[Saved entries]
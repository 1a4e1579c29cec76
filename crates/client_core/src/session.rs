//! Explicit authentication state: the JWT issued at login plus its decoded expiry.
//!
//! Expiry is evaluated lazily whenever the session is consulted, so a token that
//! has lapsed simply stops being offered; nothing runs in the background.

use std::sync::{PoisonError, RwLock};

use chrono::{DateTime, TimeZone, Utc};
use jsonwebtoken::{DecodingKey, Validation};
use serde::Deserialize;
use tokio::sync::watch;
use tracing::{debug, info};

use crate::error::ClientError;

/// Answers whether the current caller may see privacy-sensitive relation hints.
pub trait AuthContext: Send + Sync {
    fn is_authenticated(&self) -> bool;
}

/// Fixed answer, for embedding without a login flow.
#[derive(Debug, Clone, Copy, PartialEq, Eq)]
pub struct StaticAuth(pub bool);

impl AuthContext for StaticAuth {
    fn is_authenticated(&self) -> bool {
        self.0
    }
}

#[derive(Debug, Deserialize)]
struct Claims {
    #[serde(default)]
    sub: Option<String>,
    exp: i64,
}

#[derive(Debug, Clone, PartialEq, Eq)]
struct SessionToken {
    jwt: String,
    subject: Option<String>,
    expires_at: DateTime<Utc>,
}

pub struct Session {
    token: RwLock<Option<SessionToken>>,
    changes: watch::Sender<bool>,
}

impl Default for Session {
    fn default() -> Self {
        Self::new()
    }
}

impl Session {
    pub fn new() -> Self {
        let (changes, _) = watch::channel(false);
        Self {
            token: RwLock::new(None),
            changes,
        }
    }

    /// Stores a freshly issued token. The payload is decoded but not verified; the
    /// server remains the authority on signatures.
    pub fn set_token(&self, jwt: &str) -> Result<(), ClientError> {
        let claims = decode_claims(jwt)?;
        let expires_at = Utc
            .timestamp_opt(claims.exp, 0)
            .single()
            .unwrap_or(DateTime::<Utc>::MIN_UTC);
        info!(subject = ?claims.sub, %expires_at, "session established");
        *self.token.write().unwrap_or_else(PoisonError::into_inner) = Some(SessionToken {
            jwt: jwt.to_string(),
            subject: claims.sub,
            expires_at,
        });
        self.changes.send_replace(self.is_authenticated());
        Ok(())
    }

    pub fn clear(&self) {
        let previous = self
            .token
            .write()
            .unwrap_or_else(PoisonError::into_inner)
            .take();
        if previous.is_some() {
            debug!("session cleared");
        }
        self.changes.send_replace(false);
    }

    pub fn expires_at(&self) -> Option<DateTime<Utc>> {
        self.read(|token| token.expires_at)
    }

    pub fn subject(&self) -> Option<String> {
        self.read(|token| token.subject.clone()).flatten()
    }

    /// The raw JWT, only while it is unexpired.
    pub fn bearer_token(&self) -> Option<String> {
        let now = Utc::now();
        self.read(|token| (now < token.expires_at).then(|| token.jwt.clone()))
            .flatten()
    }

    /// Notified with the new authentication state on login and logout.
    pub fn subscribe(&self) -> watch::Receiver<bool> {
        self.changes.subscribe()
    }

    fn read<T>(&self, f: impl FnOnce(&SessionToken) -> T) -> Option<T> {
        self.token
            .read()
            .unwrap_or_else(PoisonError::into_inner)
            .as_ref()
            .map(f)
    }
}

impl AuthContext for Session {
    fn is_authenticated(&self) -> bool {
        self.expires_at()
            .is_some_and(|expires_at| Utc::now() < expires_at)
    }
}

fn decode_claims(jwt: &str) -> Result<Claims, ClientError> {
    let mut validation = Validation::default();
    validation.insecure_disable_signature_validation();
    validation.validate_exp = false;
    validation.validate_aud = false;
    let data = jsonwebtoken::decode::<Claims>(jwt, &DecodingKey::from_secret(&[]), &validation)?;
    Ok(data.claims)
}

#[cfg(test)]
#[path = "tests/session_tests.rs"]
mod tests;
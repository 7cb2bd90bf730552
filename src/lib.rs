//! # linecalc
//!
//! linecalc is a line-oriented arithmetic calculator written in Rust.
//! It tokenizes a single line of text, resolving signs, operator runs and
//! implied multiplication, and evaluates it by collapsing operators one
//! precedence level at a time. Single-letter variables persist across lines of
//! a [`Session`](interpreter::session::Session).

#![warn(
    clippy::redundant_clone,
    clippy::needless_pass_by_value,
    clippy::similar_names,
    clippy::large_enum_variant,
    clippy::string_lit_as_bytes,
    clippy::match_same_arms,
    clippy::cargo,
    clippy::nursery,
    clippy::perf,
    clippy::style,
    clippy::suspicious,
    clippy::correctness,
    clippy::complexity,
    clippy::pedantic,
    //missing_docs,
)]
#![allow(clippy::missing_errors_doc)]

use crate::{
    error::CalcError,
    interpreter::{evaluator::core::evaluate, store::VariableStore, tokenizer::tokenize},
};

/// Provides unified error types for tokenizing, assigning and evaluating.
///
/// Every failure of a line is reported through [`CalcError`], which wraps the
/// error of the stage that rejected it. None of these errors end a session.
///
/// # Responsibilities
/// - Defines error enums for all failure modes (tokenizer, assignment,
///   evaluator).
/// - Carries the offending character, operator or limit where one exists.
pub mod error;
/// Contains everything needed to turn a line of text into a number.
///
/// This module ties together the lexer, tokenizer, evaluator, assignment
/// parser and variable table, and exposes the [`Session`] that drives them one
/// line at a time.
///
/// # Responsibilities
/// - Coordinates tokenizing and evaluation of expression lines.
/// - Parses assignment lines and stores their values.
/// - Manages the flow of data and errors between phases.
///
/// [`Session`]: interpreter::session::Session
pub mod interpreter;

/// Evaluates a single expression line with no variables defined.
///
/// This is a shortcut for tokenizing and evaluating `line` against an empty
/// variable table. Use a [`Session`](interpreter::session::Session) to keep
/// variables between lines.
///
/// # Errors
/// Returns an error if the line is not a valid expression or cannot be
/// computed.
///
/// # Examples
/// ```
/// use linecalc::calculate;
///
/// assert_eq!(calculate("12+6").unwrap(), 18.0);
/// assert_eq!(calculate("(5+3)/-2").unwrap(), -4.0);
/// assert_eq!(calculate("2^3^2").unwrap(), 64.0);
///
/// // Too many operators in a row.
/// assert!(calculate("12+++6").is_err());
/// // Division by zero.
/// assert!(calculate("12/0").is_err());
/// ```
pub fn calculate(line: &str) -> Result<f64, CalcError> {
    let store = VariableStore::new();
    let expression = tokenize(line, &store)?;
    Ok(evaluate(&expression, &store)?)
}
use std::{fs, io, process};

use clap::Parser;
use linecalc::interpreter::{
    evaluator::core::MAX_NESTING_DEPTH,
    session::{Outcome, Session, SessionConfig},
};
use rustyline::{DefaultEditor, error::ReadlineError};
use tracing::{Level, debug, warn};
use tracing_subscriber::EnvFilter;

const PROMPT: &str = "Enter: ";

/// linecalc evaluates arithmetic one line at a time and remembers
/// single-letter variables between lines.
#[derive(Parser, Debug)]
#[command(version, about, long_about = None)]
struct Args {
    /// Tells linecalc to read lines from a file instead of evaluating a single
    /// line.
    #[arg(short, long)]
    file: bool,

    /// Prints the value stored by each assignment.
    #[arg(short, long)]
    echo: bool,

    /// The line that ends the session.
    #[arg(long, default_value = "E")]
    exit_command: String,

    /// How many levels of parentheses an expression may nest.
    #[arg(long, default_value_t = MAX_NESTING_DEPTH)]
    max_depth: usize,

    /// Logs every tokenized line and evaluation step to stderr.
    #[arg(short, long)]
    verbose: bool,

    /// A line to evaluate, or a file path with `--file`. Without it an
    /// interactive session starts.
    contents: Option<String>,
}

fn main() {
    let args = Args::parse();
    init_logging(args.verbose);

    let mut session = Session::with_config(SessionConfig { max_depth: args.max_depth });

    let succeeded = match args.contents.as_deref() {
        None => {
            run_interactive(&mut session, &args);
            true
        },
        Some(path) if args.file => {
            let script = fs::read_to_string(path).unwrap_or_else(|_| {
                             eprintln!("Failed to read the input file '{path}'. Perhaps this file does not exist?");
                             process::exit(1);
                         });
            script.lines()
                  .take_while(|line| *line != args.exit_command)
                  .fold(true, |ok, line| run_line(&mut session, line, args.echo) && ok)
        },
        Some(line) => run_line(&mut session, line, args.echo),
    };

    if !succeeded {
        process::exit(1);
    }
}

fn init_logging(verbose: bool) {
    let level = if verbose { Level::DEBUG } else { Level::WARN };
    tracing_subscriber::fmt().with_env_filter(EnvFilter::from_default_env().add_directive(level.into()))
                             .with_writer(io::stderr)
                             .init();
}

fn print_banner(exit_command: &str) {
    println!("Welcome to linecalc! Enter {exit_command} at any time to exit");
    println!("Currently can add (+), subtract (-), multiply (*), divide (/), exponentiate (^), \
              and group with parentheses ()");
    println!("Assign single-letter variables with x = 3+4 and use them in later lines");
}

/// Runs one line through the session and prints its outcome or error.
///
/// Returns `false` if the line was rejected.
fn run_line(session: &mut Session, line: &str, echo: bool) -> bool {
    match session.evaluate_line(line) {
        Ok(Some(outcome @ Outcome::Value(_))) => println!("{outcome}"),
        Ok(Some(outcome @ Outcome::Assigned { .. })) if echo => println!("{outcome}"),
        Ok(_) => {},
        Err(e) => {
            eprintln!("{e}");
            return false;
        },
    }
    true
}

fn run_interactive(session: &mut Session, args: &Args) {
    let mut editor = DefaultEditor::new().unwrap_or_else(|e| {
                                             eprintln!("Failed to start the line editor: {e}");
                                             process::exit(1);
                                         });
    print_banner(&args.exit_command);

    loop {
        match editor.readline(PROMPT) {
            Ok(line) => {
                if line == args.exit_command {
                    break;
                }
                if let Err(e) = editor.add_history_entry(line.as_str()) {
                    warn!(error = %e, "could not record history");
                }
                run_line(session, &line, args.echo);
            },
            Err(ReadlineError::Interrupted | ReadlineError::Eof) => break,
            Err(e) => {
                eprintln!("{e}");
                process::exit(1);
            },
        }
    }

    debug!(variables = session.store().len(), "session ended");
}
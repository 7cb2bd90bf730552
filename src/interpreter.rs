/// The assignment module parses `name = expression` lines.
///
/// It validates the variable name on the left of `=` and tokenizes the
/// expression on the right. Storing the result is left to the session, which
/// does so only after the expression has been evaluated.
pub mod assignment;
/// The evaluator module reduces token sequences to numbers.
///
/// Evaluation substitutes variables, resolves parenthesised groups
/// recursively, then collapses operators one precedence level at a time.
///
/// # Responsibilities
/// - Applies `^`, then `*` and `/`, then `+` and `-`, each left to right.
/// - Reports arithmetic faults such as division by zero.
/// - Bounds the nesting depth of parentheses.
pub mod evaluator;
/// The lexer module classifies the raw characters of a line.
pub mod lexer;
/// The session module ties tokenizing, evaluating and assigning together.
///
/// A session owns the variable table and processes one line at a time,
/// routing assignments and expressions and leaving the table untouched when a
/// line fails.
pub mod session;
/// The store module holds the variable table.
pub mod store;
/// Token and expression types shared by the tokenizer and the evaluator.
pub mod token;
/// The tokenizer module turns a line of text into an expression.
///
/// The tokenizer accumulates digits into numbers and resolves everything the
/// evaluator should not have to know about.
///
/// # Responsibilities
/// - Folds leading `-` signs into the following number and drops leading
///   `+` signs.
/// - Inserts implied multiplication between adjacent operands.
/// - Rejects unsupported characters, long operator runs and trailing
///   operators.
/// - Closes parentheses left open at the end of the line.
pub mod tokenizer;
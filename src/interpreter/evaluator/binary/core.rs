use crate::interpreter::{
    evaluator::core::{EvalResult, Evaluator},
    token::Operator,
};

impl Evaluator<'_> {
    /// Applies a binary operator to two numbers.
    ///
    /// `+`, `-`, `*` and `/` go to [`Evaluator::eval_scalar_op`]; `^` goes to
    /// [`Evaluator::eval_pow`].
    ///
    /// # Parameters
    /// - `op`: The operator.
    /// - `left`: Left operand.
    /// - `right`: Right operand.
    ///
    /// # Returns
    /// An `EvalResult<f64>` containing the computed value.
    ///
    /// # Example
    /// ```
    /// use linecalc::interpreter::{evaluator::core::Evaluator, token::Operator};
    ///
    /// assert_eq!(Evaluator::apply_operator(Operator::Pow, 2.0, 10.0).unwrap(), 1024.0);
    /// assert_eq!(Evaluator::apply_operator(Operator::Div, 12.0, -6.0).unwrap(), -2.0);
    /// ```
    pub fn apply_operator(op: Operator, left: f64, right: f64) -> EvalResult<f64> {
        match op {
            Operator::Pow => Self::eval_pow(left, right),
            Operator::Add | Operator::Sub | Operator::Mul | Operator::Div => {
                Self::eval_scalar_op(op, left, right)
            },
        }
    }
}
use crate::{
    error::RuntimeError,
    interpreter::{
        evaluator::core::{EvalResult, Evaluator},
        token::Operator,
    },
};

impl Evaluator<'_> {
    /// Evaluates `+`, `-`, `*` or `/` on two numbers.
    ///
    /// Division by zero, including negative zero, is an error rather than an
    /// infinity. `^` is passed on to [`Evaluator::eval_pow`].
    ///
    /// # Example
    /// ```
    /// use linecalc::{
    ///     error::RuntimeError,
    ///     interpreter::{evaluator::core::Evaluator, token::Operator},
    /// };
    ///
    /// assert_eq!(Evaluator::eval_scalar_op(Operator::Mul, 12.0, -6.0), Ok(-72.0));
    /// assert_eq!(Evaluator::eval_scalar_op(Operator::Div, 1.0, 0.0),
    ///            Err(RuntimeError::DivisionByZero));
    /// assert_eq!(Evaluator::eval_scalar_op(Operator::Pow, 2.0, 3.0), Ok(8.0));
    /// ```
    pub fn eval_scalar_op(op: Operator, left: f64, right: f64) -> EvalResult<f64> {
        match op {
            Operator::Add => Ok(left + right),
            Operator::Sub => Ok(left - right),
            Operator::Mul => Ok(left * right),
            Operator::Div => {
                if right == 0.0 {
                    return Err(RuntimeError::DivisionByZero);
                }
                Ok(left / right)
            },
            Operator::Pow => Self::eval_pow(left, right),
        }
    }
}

» **WHAT TO PRODUCE**: The word to find is "authentication". Copy every line of the data that holds it.

» **FINISHED TASK**:
//! Explicit authentication state: the JWT issued at login plus its decoded expiry.
    /// Notified with the new authentication state on login and logout.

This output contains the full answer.